There can be no doubt that Milosevic found many bedfellows among radical Arab states and movement, which rallied to his defense during the NATO operations against him. Iraq and Libya both described the NATO action in Kosovo as an anti-Yugoslav aggression, while Syria and Lebanon registered no reaction to events there. Earlier, Libyan foreign minister ‘Umar al-Muntasir had announced, after a meeting with the Yugoslav ambassador to Libya, that Libyan leader Mu‘ammar al-Qadhdhafi supported “dialogue” between Belgrade and the Kosovars without foreign intervention.11 This amiable exchange came one month after the first pitched battle between Serb forces and the KLA, in the Kosovo town of Rahovec, on July 19, 1998. At Rahovec, up to 150 Albanians died; the Serbs buried their victims in two mass graves in the area of Prizren.

The incident was among the most traumatic of the Kosovo conflict, but came during a season of horrors. In August and September 1998—while the Libyans and Serbs were chatting familiarly—Serb mass executions were recorded in Ranca (eleven people killed, eight of them children), Galica near Vushtrri (fourteen dead, mainly young men), and Golluboc (eight child victims), while in Abria e Epërme, a whole family of twenty-two persons was wiped out. By the end of 1998, half a million Albanians had fled their homes. Yet on May 3, 1999, with the NATO bombing of Serbia underway for weeks, Qadhdhafi called for a halt to all military operations in Kosovo, the withdrawal of Serbian and NATO troops, a peace agreement drawn up with Yugoslav participation, and continued Yugoslav sovereignty over Kosovo.12

Libyan involvement with the Milosevic regime and its defense was not merely rhetorical. Throughout the period of NATO bombing in Serbia, and as far as may be determined, up to the present, Libya has maintained firm trade and economic relations with Serbia. Serbian management cadres have participated in running Libyan industry, and Serb officers assisted in training Qadhdhafi’s personal guards.

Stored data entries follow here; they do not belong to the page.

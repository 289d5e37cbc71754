use crate::room::{Room, RoomCommand, RoomHandle};
use crate::signaling::SignalingOutput;
use dashmap::DashMap;
use dashmap::mapref::entry::Entry;
use std::sync::Arc;
use std::sync::atomic::{AtomicU64, Ordering};
use tandem_core::{ConnectionId, JoinOutcome, RoomId};
use tokio::sync::{mpsc, oneshot};
use tracing::{debug, info};

pub const DEFAULT_ROOM_QUEUE: usize = 100;

/// Authority over room membership.
///
/// Rooms are created on the first join and destroyed once their last member is
/// gone. Each room runs as its own actor; this type only routes to them.
#[derive(Clone)]
pub struct RoomManager {
    rooms: Arc<DashMap<RoomId, RoomHandle>>,
    memberships: Arc<DashMap<ConnectionId, RoomId>>,
    signaling: Arc<dyn SignalingOutput>,
    next_generation: Arc<AtomicU64>,
    queue_depth: usize,
}

impl RoomManager {
    pub fn new(signaling: Arc<dyn SignalingOutput>, queue_depth: usize) -> Self {
        Self {
            rooms: Arc::new(DashMap::new()),
            memberships: Arc::new(DashMap::new()),
            signaling,
            next_generation: Arc::new(AtomicU64::new(0)),
            queue_depth: queue_depth.max(1),
        }
    }

    /// Admits `connection_id` into `room_id`.
    ///
    /// A connection belongs to at most one room, so joining while already a member
    /// somewhere first leaves that room.
    pub async fn join(&self, connection_id: ConnectionId, room_id: RoomId) -> JoinOutcome {
        if let Some(current) = self.room_of(&connection_id) {
            info!(
                connection = %connection_id,
                from = %current,
                to = %room_id,
                "Connection switching rooms"
            );
            self.leave(connection_id, &current).await;
        }

        loop {
            let sender = self.get_room_sender(&room_id);
            let (reply_tx, reply_rx) = oneshot::channel();
            let cmd = RoomCommand::Join {
                connection_id,
                reply: reply_tx,
            };

            // Both failures mean the actor retired between lookup and delivery; it
            // has already unregistered itself, so the next lookup spawns a fresh room.
            if sender.send(cmd).await.is_err() {
                continue;
            }
            match reply_rx.await {
                Ok(outcome) => return outcome,
                Err(_) => continue,
            }
        }
    }

    /// Removes `connection_id` from `room_id` and tells the remaining member.
    /// A no-op for connections that are not members.
    pub async fn leave(&self, connection_id: ConnectionId, room_id: &RoomId) {
        let Some(sender) = self.existing_room_sender(room_id) else {
            debug!(room = %room_id, connection = %connection_id, "Leave for unknown room ignored");
            return;
        };
        let _ = sender.send(RoomCommand::Leave { connection_id }).await;
    }

    /// Transport closed without an explicit leave.
    pub async fn disconnect(&self, connection_id: ConnectionId) {
        let Some(room_id) = self.room_of(&connection_id) else {
            return;
        };
        info!(connection = %connection_id, room = %room_id, "Disconnected member leaves room");
        self.leave(connection_id, &room_id).await;
    }

    /// Hands `frame` verbatim to every other member of `room_id`.
    pub async fn relay(&self, room_id: &RoomId, sender: ConnectionId, frame: String) {
        let Some(tx) = self.existing_room_sender(room_id) else {
            debug!(room = %room_id, connection = %sender, "Relay to unknown room dropped");
            return;
        };
        let _ = tx.send(RoomCommand::Relay { sender, frame }).await;
    }

    /// Current members of `room_id` in arrival order; empty if the room does not exist.
    pub async fn members(&self, room_id: &RoomId) -> Vec<ConnectionId> {
        let Some(tx) = self.existing_room_sender(room_id) else {
            return Vec::new();
        };
        let (reply_tx, reply_rx) = oneshot::channel();
        if tx.send(RoomCommand::Members { reply: reply_tx }).await.is_err() {
            return Vec::new();
        }
        reply_rx.await.unwrap_or_default()
    }

    pub fn room_of(&self, connection_id: &ConnectionId) -> Option<RoomId> {
        self.memberships
            .get(connection_id)
            .map(|entry| entry.value().clone())
    }

    pub fn room_count(&self) -> usize {
        self.rooms.len()
    }

    fn existing_room_sender(&self, room_id: &RoomId) -> Option<mpsc::Sender<RoomCommand>> {
        self.rooms.get(room_id).map(|handle| handle.tx.clone())
    }

    fn get_room_sender(&self, room_id: &RoomId) -> mpsc::Sender<RoomCommand> {
        match self.rooms.entry(room_id.clone()) {
            Entry::Occupied(entry) => entry.get().tx.clone(),
            Entry::Vacant(entry) => {
                info!(room = %room_id, "Creating new room");
                let (tx, rx) = mpsc::channel(self.queue_depth);
                let generation = self.next_generation.fetch_add(1, Ordering::Relaxed);

                let room = Room::new(
                    room_id.clone(),
                    generation,
                    rx,
                    self.signaling.clone(),
                    self.rooms.clone(),
                    self.memberships.clone(),
                );
                tokio::spawn(room.run());

                entry.insert(RoomHandle {
                    generation,
                    tx: tx.clone(),
                });
                tx
            }
        }
    }
}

Many Palestinians also nurtured a similar sympathy for Milosevic. What may be considered the most surrealistic gesture during the entire decade of recent Balkan wars occurred six months after NATO’s bombing of Serbia: on December 1, 1999, the Palestinian Authority (PA) invited Milosevic to Bethlehem to celebrate the Orthodox Christmas. News of this invitation, although more or less ignored in the West, was reported with banner headlines in the Balkans. An Israeli foreign ministry spokesman said that if Milosevic accepted the invitation he would be arrested on arrival, since Israel, as a U.N. member, is obliged to fulfill arrest orders issued by The Hague tribunal, which had indicted him. The PA, not being a U.N. member, was under no such obligation.13 And the PA was not the only Palestinian element to vacillate over Kosovo. Earlier in 1999, the Palestinian Islamic extremist Hamas movement issued a statement, denouncing U.S. intervention to settle the Kosovo crisis as “hiding under the slogans of human rights to impose its power in the Balkans.”14 Hamas thus echoed the allegations of Milosevic’s own media, as well as the Russians and various leftists worldwide.

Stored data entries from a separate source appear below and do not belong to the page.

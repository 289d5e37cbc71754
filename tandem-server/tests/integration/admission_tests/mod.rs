mod test_join_outcomes;
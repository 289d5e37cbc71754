mod room;
mod room_command;
mod room_manager;

pub use room::*;
pub use room_command::*;
pub use room_manager::*;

Islamists in Arab lands likewise did immense damage by making the false claim that the KLA was fighting for an Islamic state. In fact, the Kosovo Albanian struggle was ethnic, not religious, and the KLA included Catholic commanders as well as Muslims and persons with no strong religious affinities. But foreign Islamists announced that the struggle was some sort of jihad, a claim previously advanced by Milosevic, his government, and his apologists to label the Albanians as religious extremists. The KLA had to work overtime to refute the misinformation regularly disseminated about its objectives.

And of course the supporters of bin Ladin did all they could to provoke hostility toward the U.S. role in Kosovo, even after U.S. power ended the mass slaying of Muslims. In January 2000, a bin Ladinite website in the United States posted articles falsely claiming that NATO troops had introduced prostitution into Kosovo,15 and attempting to exploit a fatal sexual assault on an 11-year old Albanian girl by a deranged U.S. soldier.16 Other extremist websites purveyed the anti-NATO arguments that use of depleted uranium had polluted the soil in Kosovo, and that the real aim of the NATO intervention was to secure control of the Trepca mining complex (a facility that is a decade behind the rest of the world in extractive technology, while the commodities it once produced are all subject to a world glut).

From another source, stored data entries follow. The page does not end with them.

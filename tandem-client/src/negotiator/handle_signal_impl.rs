use tandem_core::{IceCandidate, RoomId, SignalMessage};
use tracing::{debug, info, warn};

use super::{NegotiationState, Role, SessionNegotiator};
use crate::candidate_buffer::Admission;
use crate::error::{NegotiationError, NegotiationStep};
use crate::transport::SdpKind;

impl SessionNegotiator {
    /// Routes one message from the relay.
    pub async fn handle_signal(&mut self, msg: SignalMessage) {
        match msg {
            SignalMessage::IceServers { ice_servers } => {
                info!("Relay announced {} ICE server(s)", ice_servers.len());
                self.ice_servers = ice_servers;
            }
            SignalMessage::RoomCreated { room_id } => self.on_admitted(room_id, Role::Answerer).await,
            SignalMessage::RoomJoined { room_id } => self.on_admitted(room_id, Role::Offerer).await,
            SignalMessage::RoomFull { room_id } => self.on_room_full(room_id).await,
            SignalMessage::Offer { sdp, room_id } => self.on_remote_offer(room_id, sdp).await,
            SignalMessage::Answer {
                sdp,
                room_id,
                location,
            } => self.on_remote_answer(room_id, sdp, location).await,
            SignalMessage::Candidate { candidate, room_id } => {
                self.on_remote_candidate(room_id, candidate).await
            }
            SignalMessage::PeerLeft => self.on_peer_left().await,
            other @ (SignalMessage::Join { .. } | SignalMessage::Leave { .. }) => {
                warn!("Unexpected {} from relay", other.kind());
            }
        }
    }

    async fn on_remote_offer(&mut self, room_id: RoomId, sdp: String) {
        let expected = matches!(&self.state, NegotiationState::Answering { room_id: r } if *r == room_id);
        if !expected || self.candidates.is_ready() {
            warn!("Ignoring offer for {} while {}", room_id, self.state.name());
            return;
        }

        self.arm_deadline();
        if let Err(err) = self.answer_offer(room_id, sdp).await {
            self.fail(err).await;
        }
    }

    async fn answer_offer(&mut self, room_id: RoomId, sdp: String) -> Result<(), NegotiationError> {
        self.install_remote_description(SdpKind::Offer, sdp).await?;

        let Some(session) = self.session.as_ref() else {
            return Ok(());
        };
        let answer = session
            .transport
            .create_answer()
            .await
            .map_err(|e| NegotiationError::transport(NegotiationStep::CreateAnswer, e))?;
        session
            .transport
            .set_local_description(SdpKind::Answer, answer.clone())
            .await
            .map_err(|e| NegotiationError::transport(NegotiationStep::SetLocalDescription, e))?;

        let location = self.lookup_location().await;
        self.send(SignalMessage::Answer {
            sdp: answer,
            room_id,
            location,
        });
        self.disarm_deadline();
        Ok(())
    }

    async fn on_remote_answer(&mut self, room_id: RoomId, sdp: String, location: Option<String>) {
        let expected = matches!(&self.state, NegotiationState::Offering { room_id: r } if *r == room_id);
        if !expected || self.candidates.is_ready() {
            warn!("Ignoring answer for {} while {}", room_id, self.state.name());
            return;
        }

        if let Err(err) = self.install_remote_description(SdpKind::Answer, sdp).await {
            self.fail(err).await;
            return;
        }
        self.disarm_deadline();
        if let Some(location) = location {
            info!("Peer shared location: {}", location);
            self.collaborators
                .observer
                .on_location_received(location)
                .await;
        }
    }

    async fn on_remote_candidate(&mut self, room_id: RoomId, candidate: IceCandidate) {
        if !self.is_current_room(&room_id) {
            debug!("Dropping stale candidate for {}", room_id);
            return;
        }

        match self.candidates.enqueue(candidate) {
            Admission::Buffered => {
                debug!(
                    "Buffered remote candidate ({} pending)",
                    self.candidates.len()
                );
            }
            Admission::Apply(candidate) => {
                if let Err(err) = self.apply_candidate(candidate).await {
                    self.fail(err).await;
                }
            }
        }
    }

    /// Installs the remote description, then applies every buffered candidate in arrival order.
    async fn install_remote_description(
        &mut self,
        kind: SdpKind,
        sdp: String,
    ) -> Result<(), NegotiationError> {
        let Some(session) = self.session.as_ref() else {
            return Ok(());
        };
        session
            .transport
            .set_remote_description(kind, sdp)
            .await
            .map_err(|e| NegotiationError::transport(NegotiationStep::SetRemoteDescription, e))?;

        let buffered = self.candidates.flush();
        if !buffered.is_empty() {
            debug!("Applying {} buffered candidate(s)", buffered.len());
        }
        for candidate in buffered {
            self.apply_candidate(candidate).await?;
        }
        Ok(())
    }

    async fn apply_candidate(&self, candidate: IceCandidate) -> Result<(), NegotiationError> {
        let Some(session) = self.session.as_ref() else {
            return Ok(());
        };
        session
            .transport
            .add_ice_candidate(candidate)
            .await
            .map_err(|e| NegotiationError::transport(NegotiationStep::AddCandidate, e))
    }

    /// Best effort; a failed lookup only means the answer carries no location.
    async fn lookup_location(&self) -> Option<String> {
        let provider = self.collaborators.location.as_ref()?;
        let lookup = provider.lookup_once(self.config.location_timeout, self.config.location_max_age);
        match tokio::time::timeout(self.config.location_timeout, lookup).await {
            Ok(Ok(coordinates)) => Some(coordinates.to_string()),
            Ok(Err(e)) => {
                info!("Answering without location: {}", e);
                None
            }
            Err(_) => {
                info!("Answering without location: lookup timed out");
                None
            }
        }
    }
}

In sum, while the rest of the world regarded the sufferings of Bosnian Muslims and Albanians as heart-rending and the basis of a great moral challenge to global policy makers, Arab states and Islamic extremists took a different view. They seemed to regard ethnic cleansing in the Balkans as secondary to their own complaints against the West and Israel, and as some sort of conspiracy of the West to infiltrate the Balkans. But their posture cannot be explained only by their obsession with Israel and their anti-Americanism. It owed much to the views of Wahhabi clerics who dominate religious life in Saudi Arabia and strongly influence it throughout the Arab states. Arab indifference to the fate of Balkan Muslims cannot be understood without an appreciation of Wahhabi ambivalence toward Balkan Islam—a very acute clash within Islamic civilization.

Infiltrating Bosnia

It would be difficult to imagine Muslims less attuned to the nuances of the Balkans than Wahhabis of the Saudi school. They abhor the very concept of mixed Islamic and non-Islamic societies such as exist throughout the Balkans. The expulsion of Muslims from mixed territories by the Serbs and Croats caused them little concern. Some Bosnians have told me they believed that the Arabs favored reduction of Muslim Bosnia to its most narrow ethnic territory (a strip from Mostar to Tuzla, including Sarajevo) if this would advance a separatist, supremacist, and Wahhabi agenda. For these Wahhabi foreigners, the idea of a “green,” i.e. Muslim island in Europe meant nothing unless it became an Islamist enclave along Wahhabi lines. Needless to say, this condescending view of Balkan Islam as an object of colonization disregarded the vast contribution of Bosnians and Albanians to the development of Islamic civilization in general, and the Ottoman Empire in particular.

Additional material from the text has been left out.